Harvard was allotted $9 million in relief from the 2020 CARES act, which gave nearly $14 billion to higher education. This sparked criticism from multiple members of congress as well as President Donald Trump and former Education Secretary Betsy DeVos.
Ultimately, pressure from Trump and many members of the community pushed Harvard to return the relief funding. This caused both Stanford and Yale Universities to decline the aid as well.
Harvard has not yet said if it plans to accept the aid this time.
The latest stimulus package contains restrictions on universities such as Harvard that paid an endowment tax in 2019, which only allow such schools to receive half of what they would otherwise receive. Another restriction provides that schools with at least 500 students and at least $500,000 in assets per student must use their aid for student emergency and COVID-related expenses.
As of September 2020, Harvard’s endowment was $41.9 billion.
Yale University, Stanford University, and Massachusetts Institute of Technology are also receiving a large amount of aid as a result of the new omnibus package.
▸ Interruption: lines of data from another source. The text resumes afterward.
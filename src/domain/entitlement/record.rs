//! Entitlement entity

use chrono::{DateTime, TimeZone, Utc};
use serde::{Deserialize, Serialize};

use super::EntitlementStatus;

/// A user's access level, mirrored from the payment provider.
/// One record per user, keyed by `user_id`.
#[derive(Debug, Clone, PartialEq, Eq, Serialize, Deserialize)]
pub struct Entitlement {
    pub user_id: String,
    pub status: EntitlementStatus,
    pub external_customer_id: String,
    pub external_subscription_id: Option<String>,
    pub external_price_id: Option<String>,
    pub current_period_start: Option<DateTime<Utc>>,
    pub current_period_end: Option<DateTime<Utc>>,
}

impl Entitlement {
    pub fn has_active_access(&self) -> bool {
        self.status.grants_access()
    }

    /// The paid period has ended and the provider has not renewed it.
    /// Records without a period end never expire.
    pub fn is_expired(&self, now: DateTime<Utc>) -> bool {
        match self.current_period_end {
            Some(end) => end < now && !self.has_active_access(),
            None => false,
        }
    }

    /// Entitlement for a completed one-time lifetime purchase
    pub fn lifetime(
        user_id: impl Into<String>,
        customer_id: impl Into<String>,
        price_id: Option<String>,
    ) -> Self {
        Self {
            user_id: user_id.into(),
            status: EntitlementStatus::Active,
            external_customer_id: customer_id.into(),
            external_subscription_id: None,
            external_price_id: price_id,
            current_period_start: None,
            current_period_end: Some(lifetime_period_end()),
        }
    }

    /// Apply a provider-side status/period change
    pub fn apply(&mut self, patch: &EntitlementPatch) {
        self.status = patch.status;
        if patch.current_period_start.is_some() {
            self.current_period_start = patch.current_period_start;
        }
        if patch.current_period_end.is_some() {
            self.current_period_end = patch.current_period_end;
        }
    }
}

/// Partial update addressed by external subscription id (webhook path)
#[derive(Debug, Clone, PartialEq, Eq)]
pub struct EntitlementPatch {
    pub status: EntitlementStatus,
    pub current_period_start: Option<DateTime<Utc>>,
    pub current_period_end: Option<DateTime<Utc>>,
}

impl EntitlementPatch {
    pub fn status_only(status: EntitlementStatus) -> Self {
        Self {
            status,
            current_period_start: None,
            current_period_end: None,
        }
    }
}

/// Period end recorded for lifetime purchases
pub fn lifetime_period_end() -> DateTime<Utc> {
    Utc.with_ymd_and_hms(2099, 12, 31, 0, 0, 0)
        .single()
        .unwrap_or(DateTime::<Utc>::MAX_UTC)
}

#[cfg(test)]
mod tests {
    use super::*;
    use chrono::Duration;

    fn entitlement(status: EntitlementStatus, end: Option<DateTime<Utc>>) -> Entitlement {
        Entitlement {
            user_id: "user-1".to_string(),
            status,
            external_customer_id: "cus_1".to_string(),
            external_subscription_id: Some("sub_1".to_string()),
            external_price_id: None,
            current_period_start: None,
            current_period_end: end,
        }
    }

    #[test]
    fn active_with_future_end_is_not_expired() {
        let now = Utc::now();
        let e = entitlement(EntitlementStatus::Active, Some(now + Duration::days(1)));
        assert!(e.has_active_access());
        assert!(!e.is_expired(now));
    }

    #[test]
    fn active_with_past_end_is_not_expired() {
        let now = Utc::now();
        let e = entitlement(EntitlementStatus::Active, Some(now - Duration::days(1)));
        assert!(!e.is_expired(now));
    }

    #[test]
    fn canceled_with_past_end_is_expired() {
        let now = Utc::now();
        let e = entitlement(EntitlementStatus::Canceled, Some(now - Duration::hours(1)));
        assert!(!e.has_active_access());
        assert!(e.is_expired(now));
    }

    #[test]
    fn missing_period_end_never_expires() {
        let e = entitlement(EntitlementStatus::Inactive, None);
        assert!(!e.is_expired(Utc::now()));
    }

    #[test]
    fn lifetime_is_active_until_2099() {
        let e = Entitlement::lifetime("user-1", "cus_1", Some("price_life".to_string()));
        assert!(e.has_active_access());
        assert_eq!(e.current_period_end, Some(lifetime_period_end()));
        assert!(e.external_subscription_id.is_none());
        assert_eq!(lifetime_period_end().to_rfc3339(), "2099-12-31T00:00:00+00:00");
    }

    #[test]
    fn apply_patch_keeps_unset_periods() {
        let end = Utc::now();
        let mut e = entitlement(EntitlementStatus::Active, Some(end));
        e.apply(&EntitlementPatch::status_only(EntitlementStatus::PastDue));
        assert_eq!(e.status, EntitlementStatus::PastDue);
        assert_eq!(e.current_period_end, Some(end));
    }
}
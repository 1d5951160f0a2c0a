//! Daily AI usage gate
//!
//! The data store is the single source of truth for quotas. This use case
//! asks it whether an action is allowed and records the action in the same
//! atomic call. A "locally exhausted" hint is remembered after a denial so
//! the client can warn before the next round-trip. The hint survives restarts
//! when a hint store is attached, and it is never consulted when deciding to
//! allow anything.

use std::sync::Arc;

use chrono::NaiveDate;
use thiserror::Error;
use tokio::sync::Mutex;
use tracing::{debug, info, instrument, warn};

use crate::domain::usage::{QuotaHints, UsageKind, UsageSnapshot, ALL_USAGE_KINDS};

use super::ports::{Clock, QuotaHintStore, StoreError, SystemClock, UsageStore};

/// Errors from the usage gate
#[derive(Debug, Clone, Error)]
pub enum UsageError {
    #[error("Daily limit reached for {}. Upgrade your plan for unlimited use.", .kind.label())]
    QuotaExceeded { kind: UsageKind },

    #[error("Your session has expired. Please sign in again.")]
    AuthRequired,

    #[error("Could not verify AI usage: {0}. Please try again.")]
    Unavailable(StoreError),
}

impl From<StoreError> for UsageError {
    fn from(e: StoreError) -> Self {
        match e {
            StoreError::Unauthorized => Self::AuthRequired,
            other => Self::Unavailable(other),
        }
    }
}

/// Gate for metered AI actions
pub struct UsageLimiter<S>
where
    S: UsageStore,
{
    store: S,
    clock: Arc<dyn Clock>,
    hint_store: Option<Arc<dyn QuotaHintStore>>,
    // None until first loaded from the hint store.
    hints: Mutex<Option<QuotaHints>>,
}

impl<S> UsageLimiter<S>
where
    S: UsageStore,
{
    pub fn new(store: S) -> Self {
        Self::with_clock(store, Arc::new(SystemClock))
    }

    pub fn with_clock(store: S, clock: Arc<dyn Clock>) -> Self {
        Self {
            store,
            clock,
            hint_store: None,
            hints: Mutex::new(None),
        }
    }

    /// Keep hints in `hint_store` so they outlive this process.
    pub fn with_hint_store(mut self, hint_store: Arc<dyn QuotaHintStore>) -> Self {
        self.hint_store = Some(hint_store);
        self
    }

    /// Current UTC day as seen by this gate
    pub fn today(&self) -> NaiveDate {
        self.clock.today()
    }

    /// Fetch the server view of today's usage.
    /// Kinds the server reports as available clear their local hint.
    #[instrument(skip(self))]
    pub async fn snapshot(&self, user_id: &str) -> Result<UsageSnapshot, UsageError> {
        let snapshot = self.store.usage(user_id, self.today()).await?;

        self.update_hints(|hints| {
            for kind in ALL_USAGE_KINDS {
                if snapshot.can_use(*kind) {
                    hints.clear(user_id, *kind);
                }
            }
        })
        .await;

        Ok(snapshot)
    }

    /// May `user_id` perform `kind` today? Errors read as "no".
    pub async fn can_use(&self, user_id: &str, kind: UsageKind) -> bool {
        match self.snapshot(user_id).await {
            Ok(snapshot) => snapshot.can_use(kind),
            Err(e) => {
                warn!(user_id, %kind, error = %e, "usage check failed, denying");
                false
            }
        }
    }

    /// Record one `kind` action if the server allows it.
    ///
    /// Always asks the server, whatever the local hint says. A store error
    /// denies the action (fail closed).
    #[instrument(skip(self))]
    pub async fn try_consume(&self, user_id: &str, kind: UsageKind) -> Result<(), UsageError> {
        let today = self.today();

        match self.store.increment_and_check(user_id, kind, today).await {
            Ok(true) => {
                debug!("usage recorded");
                self.update_hints(|hints| hints.clear(user_id, kind)).await;
                Ok(())
            }
            Ok(false) => {
                info!("daily limit reached");
                self.update_hints(|hints| hints.mark(user_id, kind, today))
                    .await;
                Err(UsageError::QuotaExceeded { kind })
            }
            Err(e) => {
                warn!(error = %e, "usage increment failed, denying");
                Err(e.into())
            }
        }
    }

    /// Boolean form of [`try_consume`](Self::try_consume)
    pub async fn increment_and_check(&self, user_id: &str, kind: UsageKind) -> bool {
        self.try_consume(user_id, kind).await.is_ok()
    }

    /// Whether a denial for `kind` was seen today and not yet contradicted
    /// by the server. For display only.
    pub async fn appears_exhausted(&self, user_id: &str, kind: UsageKind) -> bool {
        let today = self.today();
        self.update_hints(|hints| hints.is_marked(user_id, kind, today))
            .await
    }

    /// Drop all hints, e.g. after the user's plan was upgraded or on sign-out
    pub async fn clear_local_hints(&self) {
        self.update_hints(QuotaHints::clear_all).await;
    }

    /// Apply `f` to the loaded hints and write them back if it changed them.
    /// Hint storage failures are logged and otherwise ignored.
    async fn update_hints<R>(&self, f: impl FnOnce(&mut QuotaHints) -> R) -> R {
        let mut slot = self.hints.lock().await;
        if slot.is_none() {
            *slot = Some(self.load_hints().await);
        }
        let hints = slot.get_or_insert_with(QuotaHints::default);

        let before = hints.clone();
        let out = f(&mut *hints);

        if *hints != before {
            if let Some(hint_store) = &self.hint_store {
                if let Err(e) = hint_store.save(hints).await {
                    warn!(error = %e, "could not save quota hints");
                }
            }
        }

        out
    }

    async fn load_hints(&self) -> QuotaHints {
        let Some(hint_store) = &self.hint_store else {
            return QuotaHints::default();
        };

        match hint_store.load().await {
            Ok(mut hints) => {
                hints.prune(self.today());
                hints
            }
            Err(e) => {
                warn!(error = %e, "could not load quota hints, starting empty");
                QuotaHints::default()
            }
        }
    }
}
They will each receive roughly $4.5 million, $5.3 million, and $3.5 million, respectively, according to the American Council on Education simulation.
Vice President for finances Thomas J. Hollister noted the “uncertainty” of the economic climate during a recent interview with The Crimson. The school’s revenue decreased by $138 million in the last fiscal year, according to Harvard’s Annual Financial Report.
“There are three critical factors that we just don't know how they're going to behave. One is the pandemic itself. We all hope that we'll be back to normal, you know on campus in the fall, for example. We also have the uncertainty of the economy and the capital markets,” Hollister said.